Agent-based desktop user experience monitoring works best when it comes from the same vendor as your existing server or data center systems monitoring platform, since all the data can be correlated more easily. It's not a show stopper if they're different platforms, but it could mean more work for you.
The virtual user-based approach
One of the drawbacks of the agent-based approach is that it still uses data based on clicks and system information that happens within the virtual desktop or application. Unless you find an agent-based platform that runs on the endpoint and is aware of the applications in the remote desktop, you could be missing some key data points that have a huge effect on the user experience. That's where the virtual user-based approach comes in.
Virtual user-based monitoring works by running prescribed workflows from an endpoint and watching how long it takes to complete each operation. The software does this automatically, and there is typically one endpoint for each application server, VDI host system, or geographic location. The monitoring software establishes a remote connection to the system, logs in with a typical user account and observes how long it takes to complete the operation. When it's done, the process starts again and compares the information it collects against past samples.

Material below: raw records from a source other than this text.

//! Lightweight in-process metrics.
//!
//! Counters and histograms are stored as atomics keyed by label sets and
//! rendered by the `/metrics` handler in Prometheus text format.

pub mod metrics;

pub use metrics::SentinelMetrics;
//! Governance HTTP handlers.
//!
//! Bodies and query strings are parsed leniently into `Option` fields so a
//! missing `userId`/`action` is reported as a 400 with a readable message
//! rather than a bare extractor rejection.

use std::sync::Arc;

use axum::extract::rejection::{JsonRejection, QueryRejection};
use axum::extract::{Query, State};
use axum::Json;
use serde::Deserialize;
use serde_json::{json, Map, Value};

use sentinel_core::error::SentinelError;
use sentinel_core::audit::DEFAULT_QUERY_LIMIT;
use sentinel_core::{AuditFilter, AuditKind, Decision, InferenceReport};

use crate::app_state::AppState;
use crate::engine::{CheckRequest, IdentityStats};
use crate::policy::PolicyConfig;

use super::error::{ApiError, ApiResult};

fn body<T>(payload: Result<Json<T>, JsonRejection>) -> ApiResult<T> {
    payload
        .map(|Json(v)| v)
        .map_err(|e| ApiError::bad_request(e.body_text()))
}

fn query<T>(params: Result<Query<T>, QueryRejection>) -> ApiResult<T> {
    params
        .map(|Query(v)| v)
        .map_err(|e| ApiError::bad_request(e.body_text()))
}

fn required(field: &str, value: Option<String>) -> ApiResult<String> {
    match value {
        Some(v) if !v.is_empty() => Ok(v),
        _ => Err(ApiError::bad_request(format!("{field} is required"))),
    }
}

#[derive(Debug, Deserialize)]
#[serde(rename_all = "camelCase")]
pub struct CheckBody {
    pub user_id: Option<String>,
    pub action: Option<String>,
    #[serde(default)]
    pub context: Option<Map<String, Value>>,
    pub cost_estimate: Option<f64>,
}

/// POST /governance/check
pub async fn check(
    State(state): State<AppState>,
    payload: Result<Json<CheckBody>, JsonRejection>,
) -> ApiResult<Json<Decision>> {
    let b = body(payload)?;
    let req = CheckRequest {
        identity: required("userId", b.user_id)?,
        action: required("action", b.action)?,
        context: b.context.unwrap_or_default(),
        cost_estimate: b.cost_estimate,
    };
    let decision = state.engine().evaluate(&req)?;
    Ok(Json(decision))
}

#[derive(Debug, Default, Deserialize)]
#[serde(rename_all = "camelCase")]
pub struct AuditQuery {
    pub user_id: Option<String>,
    pub action: Option<String>,
    #[serde(rename = "type")]
    pub kind: Option<String>,
    pub since: Option<i64>,
    pub until: Option<i64>,
    pub limit: Option<usize>,
    pub offset: Option<usize>,
}

impl AuditQuery {
    fn into_filter(self) -> ApiResult<AuditFilter> {
        let kind = match self.kind.as_deref().filter(|k| !k.is_empty()) {
            Some(k) => Some(k.parse::<AuditKind>()?),
            None => None,
        };
        Ok(AuditFilter {
            identity: self.user_id.filter(|v| !v.is_empty()),
            action: self.action.filter(|v| !v.is_empty()),
            kind,
            since: self.since,
            until: self.until,
            limit: self.limit.unwrap_or(DEFAULT_QUERY_LIMIT),
            offset: self.offset.unwrap_or(0),
        })
    }
}

/// GET /governance/audit
pub async fn audit(
    State(state): State<AppState>,
    params: Result<Query<AuditQuery>, QueryRejection>,
) -> ApiResult<Json<Value>> {
    let filter = query(params)?.into_filter()?;
    let recorder = Arc::clone(state.engine().audit());
    let logs = tokio::task::spawn_blocking(move || recorder.query(&filter))
        .await
        .map_err(|e| SentinelError::Internal(format!("audit query task: {e}")))?;
    Ok(Json(json!({ "logs": logs })))
}

#[derive(Debug, Default, Deserialize)]
#[serde(rename_all = "camelCase")]
pub struct StatsQuery {
    pub user_id: Option<String>,
}

/// GET /governance/stats
pub async fn stats(
    State(state): State<AppState>,
    params: Result<Query<StatsQuery>, QueryRejection>,
) -> ApiResult<Json<IdentityStats>> {
    let identity = required("userId", query(params)?.user_id)?;
    Ok(Json(state.engine().stats(&identity)))
}

#[derive(Debug, Deserialize)]
#[serde(rename_all = "camelCase")]
pub struct SetBudgetBody {
    pub user_id: Option<String>,
    pub limit: Option<f64>,
}

/// POST /governance/budget/set
pub async fn set_budget(
    State(state): State<AppState>,
    payload: Result<Json<SetBudgetBody>, JsonRejection>,
) -> ApiResult<Json<Value>> {
    let b = body(payload)?;
    let identity = required("userId", b.user_id)?;
    let limit = b
        .limit
        .ok_or_else(|| ApiError::bad_request("limit is required"))?;
    state.engine().set_limit(&identity, limit)?;
    Ok(Json(json!({ "success": true, "userId": identity, "limit": limit })))
}

#[derive(Debug, Deserialize)]
#[serde(rename_all = "camelCase")]
pub struct ResetBudgetBody {
    pub user_id: Option<String>,
}

/// POST /governance/budget/reset
pub async fn reset_budget(
    State(state): State<AppState>,
    payload: Result<Json<ResetBudgetBody>, JsonRejection>,
) -> ApiResult<Json<Value>> {
    let identity = required("userId", body(payload)?.user_id)?;
    state.engine().reset_usage(&identity)?;
    Ok(Json(json!({ "success": true, "userId": identity })))
}

/// GET /governance/policy
pub async fn policy(State(state): State<AppState>) -> Json<PolicyConfig> {
    Json(state.engine().policy().snapshot().as_ref().clone())
}

/// POST /governance/policy/reload
///
/// The source is re-read as a whole; on failure the active policy stays.
pub async fn reload_policy(State(state): State<AppState>) -> ApiResult<Json<Value>> {
    let source = state.policy_source();
    let cfg = source.load().await.map_err(|e| {
        tracing::warn!(source = %source.describe(), error = %e, "policy reload rejected");
        e
    })?;
    let rules = cfg.rules.len();
    state.engine().policy().update_policy(cfg)?;
    tracing::info!(source = %source.describe(), rules, "policy reloaded");
    Ok(Json(json!({ "success": true, "rules": rules, "source": source.describe() })))
}

#[derive(Debug, Deserialize)]
#[serde(rename_all = "camelCase")]
pub struct InferenceBody {
    pub user_id: Option<String>,
    #[serde(flatten)]
    pub report: InferenceReport,
}

/// POST /governance/inference
pub async fn inference(
    State(state): State<AppState>,
    payload: Result<Json<InferenceBody>, JsonRejection>,
) -> ApiResult<Json<Value>> {
    let b = body(payload)?;
    let identity = required("userId", b.user_id)?;
    state.engine().record_inference(&identity, &b.report)?;
    Ok(Json(json!({ "success": true, "userId": identity })))
}
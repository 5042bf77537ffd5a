use std::net::SocketAddr;

use serde::Deserialize;
use sentinel_core::error::{Result, SentinelError};

#[derive(Debug, Clone, Deserialize)]
#[serde(deny_unknown_fields)]
pub struct SentinelConfig {
    pub version: u32,

    #[serde(default)]
    pub server: ServerSection,

    #[serde(default)]
    pub budget: BudgetSection,

    #[serde(default)]
    pub rate_limit: RateLimitSection,

    #[serde(default)]
    pub policy: PolicySection,

    #[serde(default)]
    pub persistence: PersistenceSection,

    #[serde(default)]
    pub audit: AuditSection,
}

impl Default for SentinelConfig {
    fn default() -> Self {
        Self {
            version: 1,
            server: ServerSection::default(),
            budget: BudgetSection::default(),
            rate_limit: RateLimitSection::default(),
            policy: PolicySection::default(),
            persistence: PersistenceSection::default(),
            audit: AuditSection::default(),
        }
    }
}

impl SentinelConfig {
    pub fn validate(&self) -> Result<()> {
        if self.version != 1 {
            return Err(SentinelError::UnsupportedVersion);
        }

        self.server.validate()?;
        self.budget.validate()?;
        self.rate_limit.validate()?;
        self.persistence.validate()?;
        self.audit.validate()?;

        Ok(())
    }

    /// Apply `SENTINEL_*` overrides through `lookup` (normally `std::env::var`)
    /// and re-validate.
    pub fn apply_overrides<F>(&mut self, lookup: F) -> Result<()>
    where
        F: Fn(&str) -> Option<String>,
    {
        if let Some(v) = lookup("SENTINEL_LISTEN") {
            self.server.listen = v;
        }
        if let Some(v) = lookup("SENTINEL_DEFAULT_BUDGET") {
            self.budget.default_limit = parse_override("SENTINEL_DEFAULT_BUDGET", &v)?;
        }
        if let Some(v) = lookup("SENTINEL_RATE_LIMIT_CAPACITY") {
            self.rate_limit.capacity = parse_override("SENTINEL_RATE_LIMIT_CAPACITY", &v)?;
        }
        if let Some(v) = lookup("SENTINEL_RATE_LIMIT_REFILL") {
            self.rate_limit.refill_per_sec = parse_override("SENTINEL_RATE_LIMIT_REFILL", &v)?;
        }
        if let Some(v) = lookup("SENTINEL_POLICY_PATH") {
            self.policy.path = Some(v);
        }
        if let Some(v) = lookup("SENTINEL_SNAPSHOT_PATH") {
            self.persistence.snapshot_path = v;
        }
        if let Some(v) = lookup("SENTINEL_AUDIT_DB") {
            self.persistence.audit_db_path = Some(v);
        }
        self.validate()
    }

    pub fn listen_addr(&self) -> Result<SocketAddr> {
        self.server
            .listen
            .parse()
            .map_err(|e| SentinelError::InvalidConfig(format!("server.listen: {e}")))
    }
}

fn parse_override(key: &str, raw: &str) -> Result<f64> {
    raw.trim()
        .parse()
        .map_err(|_| SentinelError::InvalidConfig(format!("{key} must be a number, got {raw:?}")))
}

#[derive(Debug, Clone, Deserialize)]
#[serde(deny_unknown_fields)]
pub struct ServerSection {
    #[serde(default = "default_listen")]
    pub listen: String,
}

impl Default for ServerSection {
    fn default() -> Self {
        Self {
            listen: default_listen(),
        }
    }
}

impl ServerSection {
    pub fn validate(&self) -> Result<()> {
        self.listen.parse::<SocketAddr>().map_err(|_| {
            SentinelError::InvalidConfig(format!(
                "server.listen must be a socket address, got {:?}",
                self.listen
            ))
        })?;
        Ok(())
    }
}

fn default_listen() -> String {
    "0.0.0.0:11435".into()
}

#[derive(Debug, Clone, Deserialize)]
#[serde(deny_unknown_fields)]
pub struct BudgetSection {
    #[serde(default = "default_budget_limit")]
    pub default_limit: f64,
}

impl Default for BudgetSection {
    fn default() -> Self {
        Self {
            default_limit: default_budget_limit(),
        }
    }
}

impl BudgetSection {
    pub fn validate(&self) -> Result<()> {
        if !self.default_limit.is_finite() || self.default_limit < 0.0 {
            return Err(SentinelError::InvalidConfig(
                "budget.default_limit must be a finite number >= 0".into(),
            ));
        }
        Ok(())
    }
}

fn default_budget_limit() -> f64 {
    10.0
}

#[derive(Debug, Clone, Deserialize)]
#[serde(deny_unknown_fields)]
pub struct RateLimitSection {
    #[serde(default = "default_capacity")]
    pub capacity: f64,

    #[serde(default = "default_refill_per_sec")]
    pub refill_per_sec: f64,
}

impl Default for RateLimitSection {
    fn default() -> Self {
        Self {
            capacity: default_capacity(),
            refill_per_sec: default_refill_per_sec(),
        }
    }
}

impl RateLimitSection {
    pub fn validate(&self) -> Result<()> {
        if !self.capacity.is_finite() || self.capacity <= 0.0 {
            return Err(SentinelError::InvalidConfig(
                "rate_limit.capacity must be a finite number > 0".into(),
            ));
        }
        if !self.refill_per_sec.is_finite() || self.refill_per_sec < 0.0 {
            return Err(SentinelError::InvalidConfig(
                "rate_limit.refill_per_sec must be a finite number >= 0".into(),
            ));
        }
        Ok(())
    }
}

fn default_capacity() -> f64 {
    100.0
}
fn default_refill_per_sec() -> f64 {
    10.0
}

#[derive(Debug, Clone, Default, Deserialize)]
#[serde(deny_unknown_fields)]
pub struct PolicySection {
    /// Policy document; falls back to the built-in default policy when unset.
    #[serde(default)]
    pub path: Option<String>,
}

#[derive(Debug, Clone, Deserialize)]
#[serde(deny_unknown_fields)]
pub struct PersistenceSection {
    #[serde(default = "default_snapshot_path")]
    pub snapshot_path: String,

    #[serde(default = "default_snapshot_interval_secs")]
    pub snapshot_interval_secs: u64,

    #[serde(default)]
    pub audit_db_path: Option<String>,
}

impl Default for PersistenceSection {
    fn default() -> Self {
        Self {
            snapshot_path: default_snapshot_path(),
            snapshot_interval_secs: default_snapshot_interval_secs(),
            audit_db_path: None,
        }
    }
}

impl PersistenceSection {
    pub fn validate(&self) -> Result<()> {
        if self.snapshot_path.trim().is_empty() {
            return Err(SentinelError::InvalidConfig(
                "persistence.snapshot_path must not be empty".into(),
            ));
        }
        if !(1..=86_400).contains(&self.snapshot_interval_secs) {
            return Err(SentinelError::InvalidConfig(
                "persistence.snapshot_interval_secs must be between 1 and 86400".into(),
            ));
        }
        Ok(())
    }
}

fn default_snapshot_path() -> String {
    "budget.json".into()
}
fn default_snapshot_interval_secs() -> u64 {
    60
}

#[derive(Debug, Clone, Deserialize)]
#[serde(deny_unknown_fields)]
pub struct AuditSection {
    /// In-memory tail size.
    #[serde(default = "default_retain")]
    pub retain: usize,

    /// Pending records allowed between the recorder and the persistent sink.
    #[serde(default = "default_queue_capacity")]
    pub queue_capacity: usize,
}

impl Default for AuditSection {
    fn default() -> Self {
        Self {
            retain: default_retain(),
            queue_capacity: default_queue_capacity(),
        }
    }
}

impl AuditSection {
    pub fn validate(&self) -> Result<()> {
        if self.retain == 0 {
            return Err(SentinelError::InvalidConfig("audit.retain must be >= 1".into()));
        }
        if self.queue_capacity == 0 {
            return Err(SentinelError::InvalidConfig(
                "audit.queue_capacity must be >= 1".into(),
            ));
        }
        Ok(())
    }
}

fn default_retain() -> usize {
    1000
}
fn default_queue_capacity() -> usize {
    1024
}
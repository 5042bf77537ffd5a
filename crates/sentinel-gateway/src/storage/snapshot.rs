use std::collections::BTreeMap;
use std::fs;
use std::io::{ErrorKind, Write};
use std::path::{Path, PathBuf};

use sentinel_core::error::{Result, SentinelError};

use crate::engine::DecisionEngine;

/// Loads and saves the identity → cumulative spend map.
pub trait SpendSnapshotStore: Send + Sync {
    fn load(&self) -> Result<BTreeMap<String, f64>>;
    fn save(&self, usage: &BTreeMap<String, f64>) -> Result<()>;
    fn describe(&self) -> String;
}

/// Spend snapshot as a pretty-printed JSON object on disk.
///
/// Saves go to a sibling temp file which is then renamed over the target, so
/// a crash mid-write leaves the previous snapshot intact.
pub struct JsonFileSnapshotStore {
    path: PathBuf,
}

impl JsonFileSnapshotStore {
    pub fn new(path: impl Into<PathBuf>) -> Self {
        Self { path: path.into() }
    }

    pub fn path(&self) -> &Path {
        &self.path
    }

    fn temp_path(&self) -> PathBuf {
        let mut name = self
            .path
            .file_name()
            .map(|n| n.to_os_string())
            .unwrap_or_else(|| "snapshot".into());
        name.push(".tmp");
        self.path.with_file_name(name)
    }
}

impl SpendSnapshotStore for JsonFileSnapshotStore {
    fn load(&self) -> Result<BTreeMap<String, f64>> {
        let raw = match fs::read_to_string(&self.path) {
            Ok(raw) => raw,
            Err(e) if e.kind() == ErrorKind::NotFound => return Ok(BTreeMap::new()),
            Err(e) => {
                return Err(SentinelError::Storage(format!(
                    "read {}: {e}",
                    self.path.display()
                )))
            }
        };
        serde_json::from_str(&raw)
            .map_err(|e| SentinelError::Storage(format!("parse {}: {e}", self.path.display())))
    }

    fn save(&self, usage: &BTreeMap<String, f64>) -> Result<()> {
        if let Some(parent) = self.path.parent().filter(|p| !p.as_os_str().is_empty()) {
            fs::create_dir_all(parent)
                .map_err(|e| SentinelError::Storage(format!("create {}: {e}", parent.display())))?;
        }
        let body = serde_json::to_vec_pretty(usage)
            .map_err(|e| SentinelError::Storage(format!("encode snapshot: {e}")))?;

        let tmp = self.temp_path();
        let write = || -> std::io::Result<()> {
            let mut file = fs::File::create(&tmp)?;
            file.write_all(&body)?;
            file.sync_all()?;
            fs::rename(&tmp, &self.path)
        };
        write().map_err(|e| SentinelError::Storage(format!("write {}: {e}", self.path.display())))
    }

    fn describe(&self) -> String {
        format!("json file {}", self.path.display())
    }
}

/// Seed the engine's spend usage from `store`.
///
/// An unreadable or corrupt snapshot is logged and treated as empty; startup
/// never fails on it. Returns how many identities were restored.
pub fn restore_usage(engine: &DecisionEngine, store: &dyn SpendSnapshotStore) -> usize {
    match store.load() {
        Ok(usage) => {
            let applied = engine.restore_usage(&usage);
            tracing::info!(store = %store.describe(), identities = applied, "spend snapshot restored");
            applied
        }
        Err(e) => {
            tracing::warn!(store = %store.describe(), error = %e, "spend snapshot unusable; starting empty");
            0
        }
    }
}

Armed with this information, you can see how the user experience changes throughout the day and even predict when UX issues might occur. This type of virtual desktop user experience monitoring measures behavior through a remote connection, so you can also identify problems that might be caused by latency or other external factors affecting the communication between the client and the data center. Over time, you can use this information to identify trends and predict future problems.
Boiling it down
The agent-based approach provides insight into the specific users who are having problems, when they're having the problem, but this is typically limited to in-guest operations. These tools are amazingly perceptive at operations for a variety of apps, even going so far as to identify things such as overloaded graphics processing. Still, they often ignore the possibility of external influences on the remote connection itself.
Virtual user-based platforms give a system-wide view of the real-world user experience, so you can pinpoint whether the problem is specific to the user, network connection or a certain application. While you may not get the low-level information that you can get with an agent-based approach, you can certainly get that data from your overall systems monitoring platform.
Both approaches to desktop user experience monitoring have their merits, and in a perfect world, organizations would probably use one of each. If you must choose one, look at where you have gaps in your UX coverage today and start there. Your users will thank you.